Division of Cancer Medicine, Department of Investigational Therapeutics (Phase 1 Program), Unit 455, M. D. Anderson Cancer Center, 1515 Holcombe Boulevard, Houston, TX 77030, USA.
Clin Cancer Res. 2009 Nov 15;15(22):7061-8. doi: 10.1158/1078-0432.CCR-09-1241. Epub 2009 Nov 10.
We evaluated the safety, maximum tolerated dose, pharmacokinetics, and biological effects of the combination of the Raf-1, RET, KIT, platelet-derived growth factor receptor, and vascular endothelial growth factor receptor 2 kinase inhibitor sorafenib and the farnesyltransferase inhibitor tipifarnib.
A standard 3 + 3 phase I dose-escalation design was used with a 28-day cycle (sorafenib daily and tipifarnib for 21 days, by mouth).
Fifty patients were treated; 43 reached restaging evaluation after cycle 2. The most common side effects were grade 1 to 2 rash, hyperglycemia, and diarrhea. Dose-limiting toxicity was rash, and the recommended phase II dose is sorafenib 400 mg p.o. qam/200 mg p.o. qpm and tipifarnib p.o. 100 mg bd. Despite the low doses of tipifarnib, one quarter of patients had > or =50% reduction in farnesyltransferase levels. Interestingly, six of eight patients with medullary thyroid cancer had durable stable disease (n = 3) or partial remissions (n = 3), lasting 12 to 26+ months. Five of the six responders had available tissue, and RET gene mutations were identified in them. Prolonged (> or =6 months) stable disease was also seen in nine patients as follows: papillary thyroid cancer (n = 4; 18+ to 27+ months), adrenocortical cancer (n = 2; 7 and 11 months), and one each of melanoma (platelet-derived growth factor receptor mutation positive; 14 months), renal (6 months), and pancreatic cancer (6 months).

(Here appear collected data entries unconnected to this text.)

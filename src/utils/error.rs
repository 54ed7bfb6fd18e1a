use thiserror::Error;

#[derive(Error, Debug)]
pub enum CheckError {
    #[error("Invalid input: {message}")]
    InvalidInput { message: String },

    #[error("No email addresses found in input")]
    EmptyBatch,

    #[error("Job '{job_id}' is already running")]
    JobAlreadyRunning { job_id: String },

    #[error("Job '{job_id}' cannot {action} while {status}")]
    InvalidState {
        job_id: String,
        action: String,
        status: String,
    },

    #[error("Unknown job: {job_id}")]
    UnknownJob { job_id: String },

    #[error("Unknown category: {category}")]
    UnknownCategory { category: String },

    #[error("Checker failure: {message}")]
    Checker { message: String },

    #[error("IO error: {0}")]
    IoError(#[from] std::io::Error),

    #[error("CSV processing error: {0}")]
    CsvError(#[from] csv::Error),

    #[error("Serialization error: {0}")]
    SerializationError(#[from] serde_json::Error),

    #[error("Configuration error: {message}")]
    ConfigError { message: String },

    #[error("Configuration validation failed for {field}: {message}")]
    ConfigValidationError { field: String, message: String },

    #[error("Invalid value '{value}' for {field}: {reason}")]
    InvalidConfigValueError {
        field: String,
        value: String,
        reason: String,
    },
}

#[derive(Debug, Clone, Copy, PartialEq, Eq)]
pub enum ErrorCategory {
    /// 呼叫端的請求有誤 (輸入、類別、未知 job)
    Client,
    /// job 生命週期不允許此操作
    Lifecycle,
    Configuration,
    System,
}

#[derive(Debug, Clone, Copy, PartialEq, Eq, PartialOrd, Ord)]
pub enum ErrorSeverity {
    Low,
    Medium,
    High,
    Critical,
}

impl CheckError {
    pub fn invalid_state(job_id: &str, action: &str, status: impl ToString) -> Self {
        CheckError::InvalidState {
            job_id: job_id.to_string(),
            action: action.to_string(),
            status: status.to_string(),
        }
    }

    pub fn checker(message: impl Into<String>) -> Self {
        CheckError::Checker {
            message: message.into(),
        }
    }

    pub fn category(&self) -> ErrorCategory {
        match self {
            CheckError::InvalidInput { .. }
            | CheckError::EmptyBatch
            | CheckError::UnknownJob { .. }
            | CheckError::UnknownCategory { .. } => ErrorCategory::Client,
            CheckError::JobAlreadyRunning { .. } | CheckError::InvalidState { .. } => {
                ErrorCategory::Lifecycle
            }
            CheckError::ConfigError { .. }
            | CheckError::ConfigValidationError { .. }
            | CheckError::InvalidConfigValueError { .. } => ErrorCategory::Configuration,
            CheckError::Checker { .. }
            | CheckError::IoError(_)
            | CheckError::CsvError(_)
            | CheckError::SerializationError(_) => ErrorCategory::System,
        }
    }

    pub fn severity(&self) -> ErrorSeverity {
        match self.category() {
            ErrorCategory::Lifecycle => ErrorSeverity::Low,
            ErrorCategory::Client => ErrorSeverity::Medium,
            ErrorCategory::Configuration => ErrorSeverity::High,
            ErrorCategory::System => match self {
                CheckError::Checker { .. } => ErrorSeverity::Medium,
                _ => ErrorSeverity::Critical,
            },
        }
    }

    /// 4xx 類錯誤：不是伺服器本身的問題
    pub fn is_client_error(&self) -> bool {
        matches!(
            self.category(),
            ErrorCategory::Client | ErrorCategory::Lifecycle
        )
    }

    pub fn user_friendly_message(&self) -> String {
        match self {
            CheckError::InvalidInput { .. } => {
                "The uploaded file could not be read as text".to_string()
            }
            CheckError::EmptyBatch => "The uploaded file contains no email addresses".to_string(),
            CheckError::JobAlreadyRunning { job_id } => {
                format!("A validation run named '{}' is still in progress", job_id)
            }
            CheckError::InvalidState { action, status, .. } => {
                format!("Cannot {} a job that is {}", action, status)
            }
            CheckError::UnknownJob { job_id } => format!("No validation run named '{}'", job_id),
            CheckError::UnknownCategory { category } => format!(
                "'{}' is not a result category (expected valid, bounced or error)",
                category
            ),
            CheckError::ConfigError { .. }
            | CheckError::ConfigValidationError { .. }
            | CheckError::InvalidConfigValueError { .. } => {
                format!("Configuration problem: {}", self)
            }
            _ => format!("Internal error: {}", self),
        }
    }

    pub fn recovery_suggestion(&self) -> &'static str {
        match self {
            CheckError::InvalidInput { .. } => "Save the file as UTF-8 plain text and upload it again",
            CheckError::EmptyBatch => "Put one email address per line",
            CheckError::JobAlreadyRunning { .. } => {
                "Wait for the current run to finish or cancel it first"
            }
            CheckError::InvalidState { .. } => "Check the job status before sending a command",
            CheckError::UnknownJob { .. } => "Upload a file to start a new run",
            CheckError::UnknownCategory { .. } => "Use one of: valid, bounced, error",
            CheckError::Checker { .. } => "Retry later; the checker backend may be unavailable",
            CheckError::ConfigError { .. }
            | CheckError::ConfigValidationError { .. }
            | CheckError::InvalidConfigValueError { .. } => {
                "Fix the configuration file and run again"
            }
            CheckError::IoError(_) => "Check file paths and permissions",
            CheckError::CsvError(_) | CheckError::SerializationError(_) => {
                "Report this as a bug with the input that triggered it"
            }
        }
    }
}

pub type Result<T> = std::result::Result<T, CheckError>;

#[cfg(test)]
mod tests {
    use super::*;

    #[test]
    fn test_lifecycle_errors_are_client_errors() {
        let err = CheckError::invalid_state("job-1", "pause", "completed");
        assert_eq!(err.category(), ErrorCategory::Lifecycle);
        assert!(err.is_client_error());
        assert_eq!(err.to_string(), "Job 'job-1' cannot pause while completed");
    }

    #[test]
    fn test_unknown_category_is_client_error() {
        let err = CheckError::UnknownCategory {
            category: "spam".to_string(),
        };
        assert!(err.is_client_error());
        assert_eq!(err.severity(), ErrorSeverity::Medium);
    }

    #[test]
    fn test_io_error_is_critical_system_error() {
        let err = CheckError::from(std::io::Error::other("disk gone"));
        assert_eq!(err.category(), ErrorCategory::System);
        assert_eq!(err.severity(), ErrorSeverity::Critical);
        assert!(!err.is_client_error());
    }
}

Our study shows that the combination of tipifarnib and sorafenib is well tolerated. Activity was seen, especially in patients with medullary thyroid cancer, a tumor characterized by RET mutations.

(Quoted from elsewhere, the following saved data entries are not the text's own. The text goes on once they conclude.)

pub mod adapters;
pub mod app;
pub mod config;
pub mod core;
pub mod domain;
pub mod utils;

#[cfg(feature = "cli")]
pub use config::CliConfig;

pub use adapters::{FormatChecker, LocalStorage, RetryPolicy, RetryingChecker};
pub use app::{CheckService, UploadReceipt};
pub use config::AppConfig;
pub use crate::core::event_bus::{EventBus, EventPayload, JobEvent, RunChannel, Subscription};
pub use crate::core::exporter::{ExportFile, ExportFormat, ResultExporter};
pub use crate::core::job_state::{JobSnapshot, JobState};
pub use crate::core::orchestrator::{BatchOrchestrator, OrchestratorSettings};
pub use crate::core::source::EmailSource;
pub use domain::model::{
    Aggregate, CheckRecord, JobId, JobStatus, ValidationOutcome, ValidationStatus,
};
pub use domain::ports::{Checker, Storage};
pub use utils::error::{CheckError, Result};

我们评估了 Raf-1、RET、KIT、血小板衍生生长因子受体和血管内皮生长因子受体 2 激酶抑制剂索拉非尼与法尼基转移酶抑制剂替匹法尼联合应用的安全性、最大耐受剂量、药代动力学和生物学效应。
采用标准的 3+3 期剂量递增设计,28 天为一个周期(索拉非尼每天一次,替匹法尼连续 21 天,口服)。

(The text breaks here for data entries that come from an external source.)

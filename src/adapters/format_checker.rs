use crate::core::{Checker, ValidationOutcome};
use crate::utils::error::Result;
use async_trait::async_trait;
use regex::Regex;
use std::sync::LazyLock;

static EMAIL_PATTERN: LazyLock<Regex> = LazyLock::new(|| {
    Regex::new(r"^[a-zA-Z0-9.!#$%&'*+/=?^_`{|}~-]+@[a-zA-Z0-9-]+(\.[a-zA-Z0-9-]+)*$")
        .expect("email pattern is a valid regex")
});

/// Offline checker: syntax plus an optional domain allow-list.
///
/// Never touches the network, so it never returns `Err`.
#[derive(Debug, Clone, Default)]
pub struct FormatChecker {
    allowed_domains: Vec<String>,
}

impl FormatChecker {
    pub fn new() -> Self {
        Self::default()
    }

    /// 空清單代表不限網域
    pub fn with_allowed_domains<I, S>(mut self, domains: I) -> Self
    where
        I: IntoIterator<Item = S>,
        S: AsRef<str>,
    {
        self.allowed_domains = domains
            .into_iter()
            .map(|d| d.as_ref().trim().to_lowercase())
            .filter(|d| !d.is_empty())
            .collect();
        self
    }

    pub fn classify(&self, address: &str) -> ValidationOutcome {
        let address = address.trim_start_matches('\u{feff}').trim();
        let domain = address
            .rsplit_once('@')
            .map(|(_, domain)| domain.to_lowercase())
            .unwrap_or_default();

        if !self.allowed_domains.is_empty() && !self.allowed_domains.contains(&domain) {
            return ValidationOutcome::error(format!("Domain not allowed (domain: {})", domain));
        }

        if !EMAIL_PATTERN.is_match(address) {
            return ValidationOutcome::error("Invalid email format");
        }

        ValidationOutcome::valid("Address format accepted")
    }
}

#[async_trait]
impl Checker for FormatChecker {
    async fn check(&self, address: &str) -> Result<ValidationOutcome> {
        Ok(self.classify(address))
    }
}

#[cfg(test)]
mod tests {
    use super::*;
    use crate::core::ValidationStatus;

    #[test]
    fn test_accepts_well_formed_addresses() {
        let checker = FormatChecker::new();

        for address in ["a@gmail.com", "first.last+tag@example.co.uk", "o'neil@mail-host.org"] {
            assert_eq!(checker.classify(address).status, ValidationStatus::Valid, "{}", address);
        }
    }

    #[test]
    fn test_rejects_malformed_addresses() {
        let checker = FormatChecker::new();

        for address in ["not-an-email", "a@", "@gmail.com", "a b@gmail.com", "a@gmail..com"] {
            let outcome = checker.classify(address);
            assert_eq!(outcome.status, ValidationStatus::Error, "{}", address);
            assert_eq!(outcome.message, "Invalid email format");
        }
    }

    #[test]
    fn test_domain_allow_list_is_case_insensitive() {
        let checker = FormatChecker::new().with_allowed_domains(["Gmail.com"]);

        assert_eq!(checker.classify("a@GMAIL.COM").status, ValidationStatus::Valid);

        let outcome = checker.classify("a@yahoo.com");
        assert_eq!(outcome.status, ValidationStatus::Error);
        assert!(outcome.message.contains("yahoo.com"));
    }

    #[tokio::test]
    async fn test_check_never_fails() {
        let checker = FormatChecker::new();
        let outcome = checker.check("\u{feff}a@gmail.com").await.unwrap();

        assert_eq!(outcome.status, ValidationStatus::Valid);
    }
}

共治疗了 50 例患者,43 例患者在第 2 周期后达到了重新分期评估。最常见的不良反应是 1 至 2 级皮疹、高血糖和腹泻。剂量限制毒性是皮疹,推荐的 II 期剂量是索拉非尼 400mg 口服 qam/200mg 口服 qpm 和替匹法尼口服 100mg 每日 2 次。尽管替匹法尼的剂量较低,但四分之一的患者法尼基转移酶水平下降了>或=50%。有趣的是,8 例甲状腺髓样癌患者中有 6 例(n=3)获得持久的稳定疾病或部分缓解(n=3),持续时间为 12 至 26+个月。其中 5 例有可获得的组织,在他们中发现了 RET 基因突变。9 例患者也出现了长时间(>或=6 个月)的稳定疾病,具体情况如下:甲状腺乳头状癌(n=4;18+至 27+个月)、肾上腺皮质癌(n=2;7 个月和 11 个月)、黑色素瘤(血小板衍生生长因子受体突变阳性;14 个月)、肾癌(6 个月)和胰腺癌(6 个月)各 1 例。
我们的研究表明,替匹法尼与索拉非尼联合应用具有良好的耐受性。该联合方案具有活性,特别是在甲状腺髓样癌患者中,这种肿瘤的特征是 RET 基因突变。